[Recorded data]
======

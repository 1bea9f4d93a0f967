//! Analytics HTTP handlers.
//!
//! Each handler reads the month from the request, runs one
//! [AnalyticsEngine] query against the app's store and returns the result as
//! JSON. Invalid months become a 400 response via [Error].

use axum::{
    Json,
    extract::{Path, Query, State},
};
use serde::Deserialize;

use crate::{
    AppState, Error,
    analytics::{
        aggregation::{CategoryCount, PriceRangeCount, SaleSummary},
        engine::{AnalyticsEngine, CombinedReport},
    },
    stores::TransactionStore,
    transaction::Transaction,
};

/// The query string for the search endpoint.
#[derive(Debug, Default, Deserialize)]
pub struct SearchParams {
    /// The month number, required.
    pub month: Option<String>,
    /// The text to search for, optional.
    #[serde(rename = "searchText")]
    pub search_text: Option<String>,
}

/// Get every stored transaction.
pub async fn get_all_transactions<T>(
    State(state): State<AppState<T>>,
) -> Result<Json<Vec<Transaction>>, Error>
where
    T: TransactionStore + Clone,
{
    AnalyticsEngine::new(&state.transaction_store)
        .list_all()
        .map(Json)
}

/// Get the revenue and sold counts for a month.
pub async fn get_stats<T>(
    State(state): State<AppState<T>>,
    Path(month): Path<String>,
) -> Result<Json<SaleSummary>, Error>
where
    T: TransactionStore + Clone,
{
    AnalyticsEngine::new(&state.transaction_store)
        .summary(&month)
        .map(Json)
}

/// Get the price range histogram for a month.
pub async fn get_price_ranges<T>(
    State(state): State<AppState<T>>,
    Path(month): Path<String>,
) -> Result<Json<Vec<PriceRangeCount>>, Error>
where
    T: TransactionStore + Clone,
{
    AnalyticsEngine::new(&state.transaction_store)
        .histogram(&month)
        .map(Json)
}

/// Get the number of items per category for a month.
pub async fn get_categories<T>(
    State(state): State<AppState<T>>,
    Path(month): Path<String>,
) -> Result<Json<Vec<CategoryCount>>, Error>
where
    T: TransactionStore + Clone,
{
    AnalyticsEngine::new(&state.transaction_store)
        .by_category(&month)
        .map(Json)
}

/// Search a month's transactions, falling back to the whole month on no hits.
pub async fn get_search_results<T>(
    State(state): State<AppState<T>>,
    Query(params): Query<SearchParams>,
) -> Result<Json<Vec<Transaction>>, Error>
where
    T: TransactionStore + Clone,
{
    AnalyticsEngine::new(&state.transaction_store)
        .search(params.month.as_deref(), params.search_text.as_deref())
        .map(Json)
}

/// Get a month's transactions and all of its statistics in one response.
pub async fn get_combined_data<T>(
    State(state): State<AppState<T>>,
    Path(month): Path<String>,
) -> Result<Json<CombinedReport>, Error>
where
    T: TransactionStore + Clone,
{
    AnalyticsEngine::new(&state.transaction_store)
        .combined(&month)
        .map(Json)
}

#[cfg(test)]
mod tests {
    use std::sync::{Arc, Mutex};

    use axum::http::StatusCode;
    use axum_test::TestServer;
    use rusqlite::Connection;
    use serde_json::{Value, json};
    use time::macros::datetime;

    use crate::{
        AppState, build_router,
        endpoints::{self, format_endpoint},
        stores::{
            TransactionStore,
            sqlite::{SQLiteTransactionStore, create_app_state},
        },
        transaction::Transaction,
    };

    fn get_test_server() -> TestServer {
        let connection =
            Connection::open_in_memory().expect("Could not open in-memory SQLite database");
        let state = create_app_state(connection).expect("Could not create app state");

        state
            .transaction_store
            .insert_many(&[
                Transaction {
                    id: Some(1),
                    title: Some("Fjallraven Backpack".to_owned()),
                    ..Transaction::build(50.0, true, "A", datetime!(2022-01-10 09:00 UTC))
                },
                Transaction {
                    id: Some(2),
                    title: Some("Rain Jacket".to_owned()),
                    ..Transaction::build(150.0, false, "B", datetime!(2021-01-22 17:30 UTC))
                },
                Transaction {
                    id: Some(3),
                    title: Some("Gold Ring".to_owned()),
                    ..Transaction::build(999.0, true, "C", datetime!(2022-02-02 12:00 UTC))
                },
            ])
            .expect("Could not insert test transactions");

        TestServer::try_new(build_router(state)).expect("Could not create test server.")
    }

    #[tokio::test]
    async fn all_transactions_lists_every_month() {
        let server = get_test_server();

        let response = server.get(endpoints::ALL_TRANSACTIONS).await;

        response.assert_status_ok();
        let transactions = response.json::<Vec<Value>>();
        assert_eq!(transactions.len(), 3);
        assert_eq!(transactions[0]["title"], "Fjallraven Backpack");
        assert_eq!(transactions[0]["dateOfSale"], "2022-01-10T09:00:00Z");
    }

    #[tokio::test]
    async fn stats_returns_summary() {
        let server = get_test_server();

        let response = server.get(&format_endpoint(endpoints::STATS, 1)).await;

        response.assert_status_ok();
        response.assert_json(&json!({
            "totalSaleAmount": 200.0,
            "totalSoldItems": 1,
            "totalNotSoldItems": 1
        }));
    }

    #[tokio::test]
    async fn price_ranges_returns_ten_buckets() {
        let server = get_test_server();

        let response = server.get(&format_endpoint(endpoints::PRICE_RANGES, 2)).await;

        response.assert_status_ok();
        let ranges = response.json::<Vec<Value>>();
        assert_eq!(ranges.len(), 10);
        assert_eq!(ranges[0], json!({ "priceRange": "1-100", "numberOfItems": 0 }));
        assert_eq!(
            ranges[9],
            json!({ "priceRange": "901-above", "numberOfItems": 1 })
        );
    }

    #[tokio::test]
    async fn categories_returns_counts() {
        let server = get_test_server();

        let response = server.get(&format_endpoint(endpoints::CATEGORIES, 1)).await;

        response.assert_status_ok();
        response.assert_json(&json!([
            { "category": "A", "numberOfItems": 1 },
            { "category": "B", "numberOfItems": 1 }
        ]));
    }

    #[tokio::test]
    async fn search_returns_matches() {
        let server = get_test_server();

        let response = server
            .get(endpoints::SEARCH)
            .add_query_param("month", "1")
            .add_query_param("searchText", "jacket")
            .await;

        response.assert_status_ok();
        let transactions = response.json::<Vec<Value>>();
        assert_eq!(transactions.len(), 1);
        assert_eq!(transactions[0]["id"], 2);
    }

    #[tokio::test]
    async fn search_without_hits_returns_the_month() {
        let server = get_test_server();

        let response = server
            .get(endpoints::SEARCH)
            .add_query_param("month", "1")
            .add_query_param("searchText", "bicycle")
            .await;

        response.assert_status_ok();
        assert_eq!(response.json::<Vec<Value>>().len(), 2);
    }

    #[tokio::test]
    async fn search_without_month_is_bad_request() {
        let server = get_test_server();

        let response = server
            .get(endpoints::SEARCH)
            .add_query_param("searchText", "jacket")
            .await;

        response.assert_status(StatusCode::BAD_REQUEST);
    }

    #[tokio::test]
    async fn combined_data_returns_every_section() {
        let server = get_test_server();

        let response = server
            .get(&format_endpoint(endpoints::COMBINED_DATA, 1))
            .await;

        response.assert_status_ok();
        let report = response.json::<Value>();
        assert_eq!(report["transactions"].as_array().unwrap().len(), 2);
        assert_eq!(report["stats"]["totalSaleAmount"], 200.0);
        assert_eq!(report["priceRanges"].as_array().unwrap().len(), 10);
        assert_eq!(report["categories"].as_array().unwrap().len(), 2);
    }

    #[tokio::test]
    async fn invalid_months_are_bad_requests() {
        let server = get_test_server();

        for month in ["0", "13", "abc"] {
            for endpoint in [
                endpoints::STATS,
                endpoints::PRICE_RANGES,
                endpoints::CATEGORIES,
                endpoints::COMBINED_DATA,
            ] {
                let response = server.get(&format_endpoint(endpoint, month)).await;

                response.assert_status(StatusCode::BAD_REQUEST);
                let body = response.json::<Value>();
                assert!(
                    body["error"].as_str().unwrap().contains("1-12"),
                    "unexpected body for {endpoint} with month {month}: {body}"
                );
            }
        }
    }

    #[tokio::test]
    async fn unavailable_store_is_server_error() {
        // No tables, so every read fails.
        let connection = Connection::open_in_memory().unwrap();
        let state = AppState::new(SQLiteTransactionStore::new(Arc::new(Mutex::new(connection))));
        let server = TestServer::try_new(build_router(state)).expect("Could not create test server.");

        let response = server.get(&format_endpoint(endpoints::STATS, 1)).await;

        response.assert_status(StatusCode::INTERNAL_SERVER_ERROR);
        response.assert_json(&json!({ "error": "Server error" }));
    }
}
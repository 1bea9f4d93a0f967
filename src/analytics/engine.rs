//! The queries the API exposes, composed from the month filter, the
//! aggregations and the search.

use serde::Serialize;
use time::Month;

use crate::{
    Error,
    analytics::{
        aggregation::{
            CategoryCount, PriceRangeCount, SaleSummary, count_by_category, price_histogram,
            summarize,
        },
        month::parse_month,
        search::{SearchQuery, search},
    },
    stores::TransactionStore,
    transaction::Transaction,
};

/// Every statistic for one month, computed from a single read of the store.
#[derive(Debug, Clone, PartialEq, Serialize)]
#[serde(rename_all = "camelCase")]
pub struct CombinedReport {
    /// The month's transactions in store order.
    pub transactions: Vec<Transaction>,
    /// See [AnalyticsEngine::summary].
    pub stats: SaleSummary,
    /// See [AnalyticsEngine::histogram].
    pub price_ranges: Vec<PriceRangeCount>,
    /// See [AnalyticsEngine::by_category].
    pub categories: Vec<CategoryCount>,
}

/// Answers analytics queries against a [TransactionStore].
///
/// Each query validates the month before reading the store and reads it
/// exactly once. Queries never write, so any number of engines may share a
/// store.
pub struct AnalyticsEngine<'a, T: TransactionStore + ?Sized> {
    store: &'a T,
}

impl<'a, T: TransactionStore + ?Sized> AnalyticsEngine<'a, T> {
    /// Create an engine that reads from `store`.
    pub fn new(store: &'a T) -> Self {
        Self { store }
    }

    /// Every transaction in the store, regardless of month.
    ///
    /// # Errors
    /// Returns [Error::StoreUnavailable] if the store cannot be read.
    pub fn list_all(&self) -> Result<Vec<Transaction>, Error> {
        self.store.list_all()
    }

    /// The revenue and the sold and unsold counts for `month`.
    ///
    /// # Errors
    /// Returns [Error::InvalidMonth] if `month` is not 1 to 12, or
    /// [Error::StoreUnavailable] if the store cannot be read.
    pub fn summary(&self, month: &str) -> Result<SaleSummary, Error> {
        let transactions = self.month_snapshot(Some(month))?;

        Ok(summarize(&transactions))
    }

    /// The number of transactions in each of the ten price ranges for `month`.
    ///
    /// # Errors
    /// See [AnalyticsEngine::summary].
    pub fn histogram(&self, month: &str) -> Result<Vec<PriceRangeCount>, Error> {
        let transactions = self.month_snapshot(Some(month))?;

        Ok(price_histogram(&transactions))
    }

    /// The number of transactions per category for `month`, largest first.
    ///
    /// # Errors
    /// See [AnalyticsEngine::summary].
    pub fn by_category(&self, month: &str) -> Result<Vec<CategoryCount>, Error> {
        let transactions = self.month_snapshot(Some(month))?;

        Ok(count_by_category(&transactions))
    }

    /// The transactions for `month` that match `text`.
    ///
    /// Falls back to every transaction for the month when `text` is missing or
    /// matches nothing. A missing `month` is an error, not an empty result.
    ///
    /// # Errors
    /// See [AnalyticsEngine::summary].
    pub fn search(
        &self,
        month: Option<&str>,
        text: Option<&str>,
    ) -> Result<Vec<Transaction>, Error> {
        let query = SearchQuery::new(text);
        let transactions = self.month_snapshot(month)?;

        Ok(search(&transactions, &query))
    }

    /// The month's transactions together with every statistic computed over them.
    ///
    /// # Errors
    /// See [AnalyticsEngine::summary].
    pub fn combined(&self, month: &str) -> Result<CombinedReport, Error> {
        let transactions = self.month_snapshot(Some(month))?;

        Ok(CombinedReport {
            stats: summarize(&transactions),
            price_ranges: price_histogram(&transactions),
            categories: count_by_category(&transactions),
            transactions,
        })
    }

    /// Validate `month` and then read its transactions from the store.
    fn month_snapshot(&self, month: Option<&str>) -> Result<Vec<Transaction>, Error> {
        let month: Month = parse_month(month)?;

        self.store.list_by_month(month)
    }
}
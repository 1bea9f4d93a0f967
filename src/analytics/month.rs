//! Selects transactions by the month-of-year of their sale date.

use time::{Month, UtcOffset};

use crate::{Error, transaction::Transaction};

/// Parse a month number sent by a client.
///
/// Leading and trailing whitespace is ignored. Anything other than an integer
/// from 1 to 12, including a missing value, is rejected.
///
/// # Errors
/// Returns [Error::InvalidMonth] holding the raw input.
pub fn parse_month(raw: Option<&str>) -> Result<Month, Error> {
    let raw = raw.unwrap_or_default();

    raw.trim()
        .parse::<u8>()
        .ok()
        .and_then(|number| Month::try_from(number).ok())
        .ok_or_else(|| Error::InvalidMonth(raw.to_owned()))
}

/// Whether `transaction` was sold in `month` of any year.
///
/// The sale date is compared in UTC. A transaction without a sale date is
/// never in any month.
pub fn is_in_month(transaction: &Transaction, month: Month) -> bool {
    transaction
        .date_of_sale
        .is_some_and(|date| date.to_offset(UtcOffset::UTC).month() == month)
}

/// Copy out the transactions sold in `month` of any year, keeping their order.
pub fn filter_by_month(transactions: &[Transaction], month: Month) -> Vec<Transaction> {
    transactions
        .iter()
        .filter(|transaction| is_in_month(transaction, month))
        .cloned()
        .collect()
}
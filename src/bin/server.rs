use std::{error::Error, fs::OpenOptions, net::SocketAddr, path::PathBuf, sync::Arc};

use axum::{
    Router,
    extract::{MatchedPath, Request},
};
use axum_server::Handle;
use clap::Parser;
use rusqlite::Connection;
use tower_http::trace::TraceLayer;
use tracing_subscriber::{EnvFilter, Layer, filter, layer::SubscriberExt, util::SubscriberInitExt};

use sales_insights::{
    build_router, graceful_shutdown,
    seed::{DEFAULT_SEED_URL, SeedSource, seed_if_empty},
    stores::sqlite::create_app_state,
};

/// The JSON API server for sales_insights.
#[derive(Parser, Debug)]
#[command(version, about, long_about = None)]
struct Args {
    /// File path to the application SQLite database.
    #[arg(long, env = "DB_PATH")]
    db_path: String,

    /// The port to serve the API from.
    #[arg(short, long, env = "PORT", default_value_t = 5000)]
    port: u16,

    /// URL or file path of the JSON product data used to fill an empty database.
    #[arg(long, env = "SEED_SOURCE", default_value = DEFAULT_SEED_URL)]
    seed_source: String,

    /// Serve whatever is in the database without trying to seed it.
    #[arg(long)]
    no_seed: bool,

    /// File path to append debug level logs to.
    #[arg(long, env = "LOG_PATH")]
    log_path: Option<PathBuf>,
}

#[tokio::main]
async fn main() -> Result<(), Box<dyn Error>> {
    let args = Args::parse();

    setup_logging(args.log_path.as_ref())?;

    let addr = SocketAddr::from(([127, 0, 0, 1], args.port));

    let conn = Connection::open(&args.db_path)?;
    let state = create_app_state(conn)?;

    if args.no_seed {
        tracing::info!("Skipping seeding.");
    } else {
        let source = SeedSource::parse(&args.seed_source);
        seed_if_empty(&state.transaction_store, &source)
            .await
            .inspect_err(|error| tracing::error!("Could not seed the database: {error}"))?;
    }

    let handle = Handle::new();
    tokio::spawn(graceful_shutdown(handle.clone()));

    let router = add_tracing_layer(build_router(state));

    tracing::info!("HTTP server listening on {}", addr);
    axum_server::bind(addr)
        .handle(handle)
        .serve(router.into_make_service())
        .await?;

    Ok(())
}

fn setup_logging(log_path: Option<&PathBuf>) -> Result<(), Box<dyn Error>> {
    let stdout_log = tracing_subscriber::fmt::layer()
        .pretty()
        .with_filter(EnvFilter::try_from_default_env().unwrap_or_else(|_| EnvFilter::new("info")));

    let debug_log = match log_path {
        Some(path) => {
            let log_file = OpenOptions::new().create(true).append(true).open(path)?;

            Some(
                tracing_subscriber::fmt::layer()
                    .pretty()
                    .with_ansi(false)
                    .with_writer(Arc::new(log_file))
                    .with_filter(filter::LevelFilter::DEBUG),
            )
        }
        None => None,
    };

    tracing_subscriber::registry()
        .with(stdout_log)
        .with(debug_log)
        .init();

    Ok(())
}

fn add_tracing_layer(router: Router) -> Router {
    let tracing_layer = TraceLayer::new_for_http()
        .make_span_with(|req: &Request| {
            let method = req.method();
            let uri = req.uri();

            let matched_path = req
                .extensions()
                .get::<MatchedPath>()
                .map(|matched_path| matched_path.as_str());

            tracing::debug_span!("request", %method, %uri, matched_path)
        })
        // By default, `TraceLayer` will log 5xx responses but the error type
        // already logs them, so disable that
        .on_failure(());

    router.layer(tracing_layer)
}
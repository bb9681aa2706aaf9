//! Trait abstraction for the WebSocket link to enable testing

use async_trait::async_trait;
use futures_util::stream::{SplitSink, SplitStream};
use futures_util::{SinkExt, StreamExt};
use std::time::Duration;
use tokio::net::TcpStream;
use tokio_tungstenite::tungstenite::Message;
use tokio_tungstenite::{MaybeTlsStream, WebSocketStream};
use tracing::debug;

use crate::error::{Result, TeleopError};

type WsStream = WebSocketStream<MaybeTlsStream<TcpStream>>;

/// Connect timeout used unless overridden.
pub const DEFAULT_CONNECT_TIMEOUT: Duration = Duration::from_secs(5);

/// Outgoing half of an open link.
#[async_trait]
pub trait FrameSink: Send {
    /// Send one text frame
    async fn send_text(&mut self, text: String) -> Result<()>;

    /// Close the link gracefully
    async fn close(&mut self) -> Result<()>;
}

/// Incoming half of an open link.
#[async_trait]
pub trait FrameSource: Send {
    /// Next text frame, or `None` once the peer has closed the link.
    async fn next_text(&mut self) -> Option<Result<String>>;
}

/// Both halves of a freshly opened link.
pub type Link = (Box<dyn FrameSink>, Box<dyn FrameSource>);

/// Opens links to the simulator.
#[async_trait]
pub trait Connector: Send + Sync {
    async fn connect(&self) -> Result<Link>;
}

/// Connector for a `ws://` endpoint using tokio-tungstenite.
///
/// TCP connect and handshake together are bounded by the connect timeout,
/// so a peer that accepts but never answers still yields an error.
#[derive(Debug, Clone)]
pub struct WsConnector {
    url: String,
    connect_timeout: Duration,
}

impl WsConnector {
    pub fn new(url: impl Into<String>) -> Self {
        Self {
            url: url.into(),
            connect_timeout: DEFAULT_CONNECT_TIMEOUT,
        }
    }

    #[must_use]
    pub fn with_connect_timeout(mut self, connect_timeout: Duration) -> Self {
        self.connect_timeout = connect_timeout;
        self
    }

    #[must_use]
    pub fn url(&self) -> &str {
        &self.url
    }

    #[must_use]
    pub fn connect_timeout(&self) -> Duration {
        self.connect_timeout
    }
}

#[async_trait]
impl Connector for WsConnector {
    async fn connect(&self) -> Result<Link> {
        debug!("Connecting to {}", self.url);
        let handshake = tokio_tungstenite::connect_async(self.url.as_str());
        let (stream, _response) = tokio::time::timeout(self.connect_timeout, handshake)
            .await
            .map_err(|_| {
                TeleopError::Transport(format!(
                    "Connecting to {} timed out after {:?}",
                    self.url, self.connect_timeout
                ))
            })?
            .map_err(|e| TeleopError::Transport(format!("Failed to connect to {}: {}", self.url, e)))?;

        let (sink, source) = stream.split();
        Ok((Box::new(WsSink { sink }), Box::new(WsSource { source })))
    }
}

struct WsSink {
    sink: SplitSink<WsStream, Message>,
}

#[async_trait]
impl FrameSink for WsSink {
    async fn send_text(&mut self, text: String) -> Result<()> {
        self.sink
            .send(Message::Text(text))
            .await
            .map_err(|e| TeleopError::Transport(format!("Send failed: {}", e)))
    }

    async fn close(&mut self) -> Result<()> {
        self.sink
            .close()
            .await
            .map_err(|e| TeleopError::Transport(format!("Close failed: {}", e)))
    }
}

struct WsSource {
    source: SplitStream<WsStream>,
}

#[async_trait]
impl FrameSource for WsSource {
    async fn next_text(&mut self) -> Option<Result<String>> {
        loop {
            match self.source.next().await? {
                Ok(Message::Text(text)) => return Some(Ok(text)),
                Ok(Message::Close(frame)) => {
                    debug!("Close frame received: {:?}", frame);
                    return None;
                }
                Ok(Message::Binary(data)) => {
                    debug!("Ignoring {} byte binary frame", data.len());
                }
                // Ping replies are queued by tungstenite itself
                Ok(_) => {}
                Err(e) => return Some(Err(TeleopError::Transport(format!("Receive failed: {}", e)))),
            }
        }
    }
}


#[cfg(test)]
mod tests {
    use super::mocks::MockConnector;
    use super::*;

    #[test]
    fn test_ws_connector_url() {
        let connector = WsConnector::new("ws://127.0.0.1:1337/ws");
        assert_eq!(connector.url(), "ws://127.0.0.1:1337/ws");
        assert_eq!(connector.connect_timeout(), DEFAULT_CONNECT_TIMEOUT);
    }

    #[tokio::test]
    async fn test_ws_connector_times_out_on_silent_peer() {
        let listener = tokio::net::TcpListener::bind("127.0.0.1:0").await.unwrap();
        let port = listener.local_addr().unwrap().port();
        let held = tokio::spawn(async move {
            // Accept and hold the socket without ever answering the handshake
            let (socket, _) = listener.accept().await.unwrap();
            tokio::time::sleep(Duration::from_secs(30)).await;
            drop(socket);
        });

        let connector = WsConnector::new(format!("ws://127.0.0.1:{}/ws", port))
            .with_connect_timeout(Duration::from_millis(200));
        let result = tokio::time::timeout(Duration::from_secs(5), connector.connect())
            .await
            .expect("connect should give up on its own");

        match result {
            Err(TeleopError::Transport(msg)) => assert!(msg.contains("timed out")),
            Err(other) => panic!("unexpected error: {}", other),
            Ok(_) => panic!("silent peer should not complete a handshake"),
        }
        held.abort();
    }

    #[tokio::test]
    async fn test_ws_connector_refused() {
        // Port 9 (discard) is closed on any sane test host
        let connector = WsConnector::new("ws://127.0.0.1:9/ws");
        let result = connector.connect().await;
        assert!(matches!(result, Err(TeleopError::Transport(_))));
    }

    #[tokio::test]
    async fn test_mock_connector_round_trip() {
        let connector = MockConnector::new();
        let (mut sink, mut source) = connector.connect().await.unwrap();

        sink.send_text("hello".to_string()).await.unwrap();
        assert_eq!(connector.sent(), vec!["hello".to_string()]);

        connector.push_inbound("world");
        assert_eq!(source.next_text().await.unwrap().unwrap(), "world");

        connector.close_remote();
        assert!(source.next_text().await.is_none());
    }

    #[test]
    fn test_mock_connector_refusing() {
        let connector = MockConnector::refusing();
        assert!(tokio_test::block_on(connector.connect()).is_err());
        assert_eq!(connector.attempts(), 1);
    }
}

======

_What the exercise asks:_
The reply should consist solely of the lines above from the one that has "may share a" through the one that has "pub fn histogram(&self, month: &str)", reproduced exactly.

_Solution below:_
/// exactly once. Queries never write, so any number of engines may share a
/// store.
pub struct AnalyticsEngine<'a, T: TransactionStore + ?Sized> {
    store: &'a T,
}

impl<'a, T: TransactionStore + ?Sized> AnalyticsEngine<'a, T> {
    /// Create an engine that reads from `store`.
    pub fn new(store: &'a T) -> Self {
        Self { store }
    }

    /// Every transaction in the store, regardless of month.
    ///
    /// # Errors
    /// Returns [Error::StoreUnavailable] if the store cannot be read.
    pub fn list_all(&self) -> Result<Vec<Transaction>, Error> {
        self.store.list_all()
    }

    /// The revenue and the sold and unsold counts for `month`.
    ///
    /// # Errors
    /// Returns [Error::InvalidMonth] if `month` is not 1 to 12, or
    /// [Error::StoreUnavailable] if the store cannot be read.
    pub fn summary(&self, month: &str) -> Result<SaleSummary, Error> {
        let transactions = self.month_snapshot(Some(month))?;

        Ok(summarize(&transactions))
    }

    /// The number of transactions in each of the ten price ranges for `month`.
    ///
    /// # Errors
    /// See [AnalyticsEngine::summary].
    pub fn histogram(&self, month: &str) -> Result<Vec<PriceRangeCount>, Error> {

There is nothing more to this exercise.